Unless you're using the cheapest SSDs on the consumer market, and with databases at 100GB+ you probably won't, this is not likely to be a problem for you.
You'd have to be doing a really large amount of writing to even come close to limiting the effective life of a modern (as in, manufactured in the last 12 months) SSD. The industry as a whole has managed to push cell endurance out enough, figured out how much spare area is needed to compensate for failed cells, and outright firmware optimizations that you should be able to get at least 3 years life with punishing performance even on consumer-grade hardware. For older SSDs this was true, but that is no longer the case; in most cases it's leftover mythology from an older era.
To be fair, MLC endurance is still a factor at high write loads. And by high we're talking the equivalent of multiple full-disk writes per day over the course of years. If you're in this performance class you're probably no longer in the 'consumer' market anyway.
Cell reprogramming performance hits
Or, what you said you need TRIM/Discard for. This is the well known 'defect' of MLC style SSDs. However, firmware tweaks over the years have mitigated most of the performance hit for writes to this style of SSD. SLC drives are still available and thanks to the tweaks to make MLC drives last longer the big reason to use SLC is no longer there, so they're pretty uncommon now.
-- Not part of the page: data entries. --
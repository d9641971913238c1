use serde::{Deserialize, Serialize};

use super::{AgeRange, Gender, GeoPoint, Preferences, UsersRow};

#[derive(Debug, Clone, PartialEq, Eq, Serialize, Deserialize)]
pub struct Picture {
    /// Opaque blob store key.
    pub image: String,
    pub order: u32,
}

/// Public shape of a user. This is the serialization allow-list: anything
/// not listed here (the password hash in particular) never leaves the store.
#[derive(Debug, Clone, PartialEq, Serialize, Deserialize)]
#[serde(rename_all = "camelCase")]
pub struct UserProfile {
    pub id: String,
    pub username: String,
    pub email: String,
    pub name: Option<String>,
    pub gender: Gender,
    pub birth_date_in_ms: i64,
    pub geometry: Option<GeoPoint>,
    pub likes: Vec<String>,
    pub dislikes: Vec<String>,
    pub preferences: Option<Preferences>,
    pub pictures: Vec<Picture>,
    pub created_at: String,
}

impl From<UsersRow> for UserProfile {
    fn from(row: UsersRow) -> Self {
        let geometry = row
            .longitude
            .zip(row.latitude)
            .map(|(lon, lat)| GeoPoint::new(lon, lat));

        let ages = row
            .pref_min_age
            .and_then(|v| u32::try_from(v).ok())
            .zip(row.pref_max_age.and_then(|v| u32::try_from(v).ok()))
            .map(|(min, max)| AgeRange { min, max });

        let preferences = match (row.pref_distance_km, ages, row.pref_gender) {
            (Some(distance), Some(ages), Some(gender)) => Some(Preferences {
                distance,
                ages,
                gender,
            }),
            _ => None,
        };

        let mut pictures = row.pictures.0;
        pictures.sort_by_key(|p| p.order);

        Self {
            id: row.user_id,
            username: row.username,
            email: row.email,
            name: row.name,
            gender: row.gender,
            birth_date_in_ms: row.birth_date_ms,
            geometry,
            likes: row.likes.0,
            dislikes: row.dislikes.0,
            preferences,
            pictures,
            created_at: row.created_at,
        }
    }
}
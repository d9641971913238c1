use axum::{
    extract::State,
    http::{header, HeaderValue, StatusCode},
    response::{IntoResponse, Response},
    Json,
};
use cookie::{Cookie, SameSite};
use serde_json::json;

use crate::error::AppError;
use crate::services::user_service::{self, SigninRequest, SignupRequest};
use crate::web::middleware::auth::ACCESS_TOKEN_COOKIE;
use crate::web::AppState;

fn access_cookie(value: String) -> Cookie<'static> {
    let mut cookie = Cookie::new(ACCESS_TOKEN_COOKIE, value);
    cookie.set_path("/");
    cookie.set_http_only(true);
    cookie.set_same_site(SameSite::Lax);
    cookie
}

fn with_cookie(mut response: Response, cookie: Cookie<'_>) -> Result<Response, AppError> {
    let value = HeaderValue::from_str(&cookie.to_string())
        .map_err(|e| AppError::Internal(e.into()))?;
    response.headers_mut().append(header::SET_COOKIE, value);
    Ok(response)
}

pub async fn signup_handler(
    State(state): State<AppState>,
    Json(body): Json<SignupRequest>,
) -> Result<impl IntoResponse, AppError> {
    let user = user_service::sign_up(&state.pool, body).await?;
    Ok((
        StatusCode::CREATED,
        Json(json!({ "status": "success", "data": user })),
    ))
}

pub async fn signin_handler(
    State(state): State<AppState>,
    Json(body): Json<SigninRequest>,
) -> Result<Response, AppError> {
    let outcome = user_service::sign_in(&state.pool, &state.tokens, body).await?;
    let cookie = access_cookie(outcome.token.clone());
    let response = Json(json!({ "status": "success", "data": outcome })).into_response();
    with_cookie(response, cookie)
}

pub async fn logout_handler() -> Result<Response, AppError> {
    let mut cookie = access_cookie(String::new());
    cookie.make_removal();
    with_cookie(StatusCode::NO_CONTENT.into_response(), cookie)
}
But if you are pushing enough tiny writes to disk that you'll be pushing the lifespan of an MLC, an SLC device begins to make sense.
If you allocate enough unused space on your DB drives most SSD firmware is smart enough to notice that certain blocks are unallocated and treat it like additional spare area. When background defrag processes kick off the spare area is reprovisioned. This will keep performance high. So the lack of block-level discard support in MySQL doesn't matter much.